[ABOUT THIS TASK] Reproduce only the lines of the material below that start at the line containing "self.floor.powf(delta_sec.max(0.0) / self.fade_duration_sec)" and stop at the line containing "is written next.". Keep both end lines.

..............................

//! Light-paint state: decay model, ping-pong roles and the splat queue.
//!
//! The GPU passes live in `render::light`; this module holds the parts that
//! can be reasoned about without a device. `LightDecay::step` and
//! `splat_intensity` mirror `shaders/light.wgsl` texel for texel.

use super::constants::{
    LIGHT_CUTOFF, LIGHT_FADE_DURATION_SEC, LIGHT_INTENSITY, LIGHT_QUANTIZATION_BIAS,
    MAX_PENDING_SPLATS, PAINT_INTENSITY,
};
use super::projection::LightSplat;
use super::ripple::smoothstep;
use glam::Vec2;

/// Per-frame exponential fade of the light buffer.
#[derive(Clone, Copy, Debug, PartialEq)]
pub struct LightDecay {
    /// Intensity fraction left after `fade_duration_sec` seconds.
    pub floor: f32,
    pub fade_duration_sec: f32,
    /// Values below this are forced to zero.
    pub cutoff: f32,
    /// Subtracted after the multiply so 8-bit texels cannot stall.
    pub bias: f32,
}

impl Default for LightDecay {
    fn default() -> Self {
        Self {
            floor: (1.0 / 255.0) / LIGHT_INTENSITY,
            fade_duration_sec: LIGHT_FADE_DURATION_SEC,
            cutoff: LIGHT_CUTOFF,
            bias: LIGHT_QUANTIZATION_BIAS,
        }
    }
}

impl LightDecay {
    /// Multiplier for a frame of `delta_sec` seconds.
    pub fn factor(&self, delta_sec: f32) -> f32 {
        if self.fade_duration_sec <= 0.0 {
            return 0.0;
        }
        self.floor.powf(delta_sec.max(0.0) / self.fade_duration_sec)
    }

    /// One decay pass applied to a single texel intensity.
    pub fn step(&self, intensity: f32, delta_sec: f32) -> f32 {
        let v = (intensity * self.factor(delta_sec) - self.bias).max(0.0);
        if v < self.cutoff {
            0.0
        } else {
            v
        }
    }
}

/// Explicit read/write roles over the two light buffers.
///
/// `current` is the index last written; the other slot is written next.
#[derive(Clone, Copy, Debug, Default, PartialEq, Eq)]
pub struct PingPong {
    current: usize,
}

impl PingPong {
    pub fn read(&self) -> usize {
        self.current
    }

    pub fn write(&self) -> usize {
        1 - self.current
    }

    pub fn swap(&mut self) {
        self.current = self.write();
    }

    pub fn reset(&mut self) {
        self.current = 0;
    }
}

/// Splats waiting for the next light pass. Oldest are dropped past the cap.
#[derive(Clone, Debug, Default)]
pub struct SplatQueue {
    pending: Vec<LightSplat>,
}

impl SplatQueue {
    pub fn new() -> Self {
        Self::default()
    }

    pub fn extend<I: IntoIterator<Item = LightSplat>>(&mut self, splats: I) {
        self.pending.extend(splats);
        if self.pending.len() > MAX_PENDING_SPLATS {
            let excess = self.pending.len() - MAX_PENDING_SPLATS;
            self.pending.drain(..excess);
        }
    }

    pub fn len(&self) -> usize {
        self.pending.len()
    }

    pub fn is_empty(&self) -> bool {
        self.pending.is_empty()
    }

    pub fn take(&mut self) -> Vec<LightSplat> {
        std::mem::take(&mut self.pending)
    }
}

/// Per-instance vertex data for the splat pass (28 bytes).
#[repr(C)]
#[derive(Copy, Clone, Debug, PartialEq, bytemuck::Pod, bytemuck::Zeroable)]
pub struct SplatInstance {
    pub uv: [f32; 2],
    pub uv_deriv: [f32; 4],
    pub screen_radius: f32,
}

impl From<&LightSplat> for SplatInstance {
    fn from(s: &LightSplat) -> Self {
        Self {
            uv: s.uv.to_array(),
            uv_deriv: s.jacobian.to_array(),
            screen_radius: s.screen_radius,
        }
    }
}

/// Half-size in light-texture pixels of the quad covering a splat.
pub fn splat_pixel_radius(splat: &LightSplat, tex_size: Vec2) -> f32 {
    let j = &splat.jacobian;
    let dx = Vec2::new(j.du_dx, j.dv_dx) * tex_size;
    let dy = Vec2::new(j.du_dy, j.dv_dy) * tex_size;
    dx.length().max(dy.length()) * splat.screen_radius + 1.0
}

/// Additive intensity a splat deposits at a UV offset from its centre.
pub fn splat_intensity(splat: &LightSplat, uv_offset: Vec2) -> f32 {
    if splat.screen_radius <= 0.0 {
        return 0.0;
    }
    let screen_offset = splat.jacobian.inverse_apply(uv_offset);
    let dist = screen_offset.length() / splat.screen_radius;
    (1.0 - smoothstep(0.0, 1.0, dist)) * PAINT_INTENSITY
}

..............................

[SOLVED EXERCISE]
        self.floor.powf(delta_sec.max(0.0) / self.fade_duration_sec)
    }

    /// One decay pass applied to a single texel intensity.
    pub fn step(&self, intensity: f32, delta_sec: f32) -> f32 {
        let v = (intensity * self.factor(delta_sec) - self.bias).max(0.0);
        if v < self.cutoff {
            0.0
        } else {
            v
        }
    }
}

/// Explicit read/write roles over the two light buffers.
///
/// `current` is the index last written; the other slot is written next.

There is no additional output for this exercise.